Lessons in change, from the dead plant that wasn’t

After a full month away from home in July while I house-sat for a friend, I guess it wasn’t entirely surprising that the little sage plant outside my front door finally decided to call it a day.

When I left, it had been greenly abundant, but when I returned it was little more than a few scant twigs poking up from the wooden box of soil in which it had eked out its existence.

With nobody to water it, there was little hope of it surviving.

Or so you might think.

You see, I decided to not give up on that little plant.

As you can tell by me leaving a plant to fend for itself in the hot California sun for a month, I’m really not much of a gardener.

However, my instincts told me that, just maybe, a rescue mission might be possible.

Bending the plant’s dry stalks, I snapped off those that appeared dried out beyond repair, clearing the box so its only inhabitant was the stumpy little sage plant.

I then started watering it every day.

Not too much, but daily, like clockwork.

As you might expect, for several days nothing happened at all, beyond the soil starting to take on a healthier dark colour, in contrast to its former pallid ash-like appearance.

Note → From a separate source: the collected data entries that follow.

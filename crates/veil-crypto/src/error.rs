//! Cryptographic error types.

use thiserror::Error;

/// Cryptographic errors
#[derive(Debug, Error)]
pub enum CryptoError {
    /// Derived key does not fit the cipher
    #[error("invalid key length for {suite}: expected {expected}, got {actual}")]
    InvalidKeyLength {
        /// Suite being constructed
        suite: &'static str,
        /// Expected length
        expected: usize,
        /// Actual length
        actual: usize,
    },

    /// Random number generation failed
    #[error("random number generation failed")]
    RandomFailed,

    /// Conversation id space exhausted after repeated collisions
    #[error("could not draw an unused conversation id after {attempts} attempts")]
    ConvIdExhausted {
        /// Draws attempted
        attempts: usize,
    },
}
impl SessionInner {
    pub(crate) fn new(
        conv: u32,
        remote: SocketAddr,
        conn: SharedConn,
        owns_conn: bool,
        role: Role,
        codec: DatagramCodec,
        fec: FecShards,
    ) -> Arc<Self> {
        let (tx, rx) = mpsc::unbounded_channel();
        let (shutdown, _) = watch::channel(false);
        Arc::new(Self {
            conv,
            remote,
            conn,
            owns_conn,
            role,
            codec,
            fec,
            state: Mutex::new(KcpState {
                kcp: Kcp::new(conv, OutputSink(tx)),
                params: None,
                backlog: Vec::new(),
                pending: Vec::new(),
                pending_pos: 0,
                peer_closed: false,
            }),
            output_rx: Mutex::new(Some(rx)),
            readable: Notify::new(),
            writable: Notify::new(),
            shutdown,
            closing: AtomicBool::new(false),
            dead: AtomicBool::new(false),
            dropped: AtomicU64::new(0),
            tuning: Mutex::new(None),
            on_close: Mutex::new(None),
            epoch: Instant::now(),
        })
    }

    pub(crate) fn set_on_close(&self, hook: CloseHook) {
        *self.on_close.lock() = Some(hook);
    }

    pub(crate) fn clear_on_close(&self) {
        self.on_close.lock().take();
    }

    fn clock(&self) -> u32 {
        // KCP timestamps are 32-bit milliseconds and compared with wrapping.
        self.epoch.elapsed().as_millis() as u32
    }

    fn is_shut(&self) -> bool {
        *self.shutdown.borrow()
    }

    pub(crate) fn record_drop(&self) {
        self.dropped.fetch_add(1, Ordering::Relaxed);
    }

    /// Feed one decoded KCP payload.
    pub(crate) fn input(&self, payload: &[u8]) {
        let mut state = self.state.lock();
        if state.params.is_none() {
            if state.backlog.len() < BACKLOG_LIMIT {
                state.backlog.push(payload.to_vec());
            } else {
                self.record_drop();
            }
            return;
        }
        let readable = self.input_locked(&mut state, payload);
        drop(state);
        if readable {
            self.readable.notify_one();
        }
        self.writable.notify_one();
    }

    fn input_locked(&self, state: &mut KcpState, payload: &[u8]) -> bool {
        if is_close_segment(payload) {
            if !state.peer_closed {
                tracing::debug!(conv = self.conv, remote = %self.remote, "peer closed session");
            }
            state.peer_closed = true;
            return true;
        }
        if let Err(e) = state.kcp.input(payload) {
            tracing::trace!(conv = self.conv, error = ?e, "segment rejected");
            self.record_drop();
            return false;
        }
        if state.params.is_some_and(|p| p.ack_nodelay) {
            if let Err(e) = state.kcp.flush() {
                tracing::debug!(conv = self.conv, error = ?e, "ack flush failed");
            }
        }
        state.kcp.peeksize().is_ok()
    }

    fn configure(self: &Arc<Self>, params: &SessionParams) -> TransportResult<()> {
        let overhead = self.codec.overhead();
        params.validate(overhead)?;
        let (interval, resend) = params.engine_timing()?;

        let mut state = self.state.lock();
        if state.params.is_some() {
            return Err(TransportError::AlreadyConfigured);
        }
        if self.closing.load(Ordering::Acquire) {
            return Err(TransportError::Closed);
        }
        state
            .kcp
            .set_mtu(params.kcp_mtu(overhead))
            .map_err(|e| TransportError::InvalidConfig(format!("{e:?}")))?;
        state.kcp.set_nodelay(params.nodelay, interval, resend, params.nc);
        state.kcp.set_wndsize(params.snd_wnd, params.rcv_wnd);
        state.kcp.set_maximum_resend_times(params.dead_link);
        state.params = Some(*params);
        if let Err(e) = state.kcp.update(self.clock()) {
            tracing::debug!(conv = self.conv, error = ?e, "initial update failed");
        }

        let backlog = std::mem::take(&mut state.backlog);
        let mut readable = false;
        for payload in &backlog {
            readable |= self.input_locked(&mut state, payload);
        }
        drop(state);
        if readable {
            self.readable.notify_one();
        }

        let output_rx = self.output_rx.lock().take();
        if let Some(rx) = output_rx {
            tokio::spawn(Arc::clone(self).run_output(rx));
        }
        tokio::spawn(Arc::clone(self).run_timer(params.interval));
        if self.role == Role::Dialer {
            tokio::spawn(Arc::clone(self).run_input());
        }

        tracing::debug!(
            conv = self.conv,
            remote = %self.remote,
            suite = self.codec.suite_name(),
            mtu = params.mtu,
            snd_wnd = params.snd_wnd,
            rcv_wnd = params.rcv_wnd,
            "session configured"
        );
        Ok(())
    }

    /// Error for I/O on a session that has stopped.
    fn stopped(&self) -> TransportError {
        if self.dead.load(Ordering::Acquire) {
            TransportError::DeadLink
        } else {
            TransportError::Closed
        }
    }

    /// Tear the session down after its peer stopped acknowledging.
    async fn fail_dead_link(&self) {
        self.dead.store(true, Ordering::Release);
        let already_closing = self.closing.swap(true, Ordering::AcqRel);
        // Deregister before shutdown wakes readers.
        if !already_closing {
            let hook = self.on_close.lock().take();
            if let Some(hook) = hook {
                hook();
            }
        }
        self.shutdown.send_replace(true);
        tracing::warn!(
            conv = self.conv,
            remote = %self.remote,
            "peer stopped responding, session dropped"
        );
        if !already_closing && self.owns_conn {
            if let Err(e) = self.conn.close().await {
                tracing::debug!(conv = self.conv, error = %e, "conn close failed");
            }
        }
    }

    async fn run_timer(self: Arc<Self>, interval: u32) {
        let mut shutdown = self.shutdown.subscribe();
        while !self.is_shut() {
            let (wait, dead) = {
                let mut state = self.state.lock();
                if let Err(e) = state.kcp.update(self.clock()) {
                    tracing::debug!(conv = self.conv, error = ?e, "update failed");
                }
                (
                    state.kcp.check(self.clock()).clamp(1, interval),
                    state.kcp.is_dead_link(),
                )
            };
            if dead {
                self.fail_dead_link().await;
                break;
            }
            self.writable.notify_one();
            tokio::select! {
                _ = tokio::time::sleep(Duration::from_millis(u64::from(wait))) => {}
                _ = shutdown.changed() => break,
            }
        }
    }

    async fn run_output(self: Arc<Self>, mut rx: mpsc::UnboundedReceiver<Vec<u8>>) {
        let mut shutdown = self.shutdown.subscribe();
        while !self.is_shut() {
            let packet = tokio::select! {
                packet = rx.recv() => match packet {
                    Some(packet) => packet,
                    None => break,
                },
                _ = shutdown.changed() => break,
            };
            let datagram = match self.codec.encode(&packet) {
                Ok(datagram) => datagram,
                Err(e) => {
                    tracing::warn!(conv = self.conv, error = %e, "failed to encode datagram");
                    continue;
                }
            };
            match self.conn.send_to(&datagram, self.remote).await {
                Ok(_) => {}
                Err(TransportError::Closed) => break,
                Err(e) => {
                    tracing::debug!(conv = self.conv, remote = %self.remote, error = %e, "send failed");
                }
            }
        }
    }

    async fn run_input(self: Arc<Self>) {
        let mut shutdown = self.shutdown.subscribe();
        let mut buf = vec![0u8; MAX_DATAGRAM];
        while !self.is_shut() {
            let result = tokio::select! {
                result = self.conn.recv_from(&mut buf) => result,
                _ = shutdown.changed() => break,
            };
            match result {
                Ok((n, from)) => {
                    if from != self.remote {
                        tracing::trace!(conv = self.conv, %from, "datagram from unexpected peer");
                        continue;
                    }
                    match self.codec.decode(&mut buf[..n]) {
                        Some(payload) => self.input(payload),
                        None => {
                            tracing::trace!(conv = self.conv, len = n, "dropped undecodable datagram");
                            self.record_drop();
                        }
                    }
                }
                Err(TransportError::Closed) => {
                    tracing::debug!(conv = self.conv, "packet conn closed under session");
                    self.closing.store(true, Ordering::Release);
                    self.shutdown.send_replace(true);
                    break;
                }
                Err(e) => {
                    tracing::debug!(conv = self.conv, error = %e, "receive failed");
                    tokio::time::sleep(RECV_BACKOFF).await;
                }
            }
        }
    }

    /// Close the session. With `linger`, wait (bounded) for queued data to
    /// be acknowledged first.
    pub(crate) async fn close(&self, linger: bool) -> TransportResult<()> {
        if self.closing.swap(true, Ordering::AcqRel) {
            return Ok(());
        }

        let configured = self.state.lock().params.is_some();
        if configured && !self.is_shut() {
            if linger {
                let deadline = Instant::now() + LINGER;
                while Instant::now() < deadline {
                    let idle = self.state.lock().kcp.wait_snd() == 0;
                    if idle {
                        break;
                    }
                    tokio::time::sleep(LINGER_POLL).await;
                }
            }
            match self.codec.encode(&close_segment(self.conv)) {
                Ok(datagram) => {
                    for _ in 0..CLOSE_REPEAT {
                        if self.conn.send_to(&datagram, self.remote).await.is_err() {
                            break;
                        }
                    }
                }
                Err(e) => tracing::debug!(conv = self.conv, error = %e, "close segment not sent"),
            }
        }

        self.shutdown.send_replace(true);
        let hook = self.on_close.lock().take();
        if let Some(hook) = hook {
            hook();
        }
        tracing::debug!(conv = self.conv, remote = %self.remote, "session closed");

        if self.owns_conn {
            self.conn.close().await?;
        }
        Ok(())
    }
}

But then, miracle of miracles, after a week of watering, the tiniest, weeniest green leaves started sprouting from what had looked like a completely dead stem.

Another few days later, those microscopic leaves had grown, and had been joined by others.

While bringing the sage plant back to life feels like a genuine small win, perhaps the greatest value of this little experience has been to remind me of four important steps that enable transformation of some kind to happen.

I’m pretty sure that this can apply to people like you and me, just as well as it does to sage plants.

First, there needed it to be hope.

If I’d believed I’d be wasting my time on the plant, I wouldn’t have begun its attempted rejuvenation.

Equally, if you want to experience a change of some kind in yourself, it seems important to believe that change is indeed possible.

The second step involved clearing away the dead growth.

Perhaps the parallel for us as humans is that we should do our level best to repress the negative thoughts that threaten to interfere with the change we desire.

Being aware of them is a good start. Saying no to them may be hard, but it’s not impossible.

Step three in Operation Sage involved consistently watering every day.

Human change demands much the same, I think.

Creating a new habit, for example, means doing something every day, showing determined persistence.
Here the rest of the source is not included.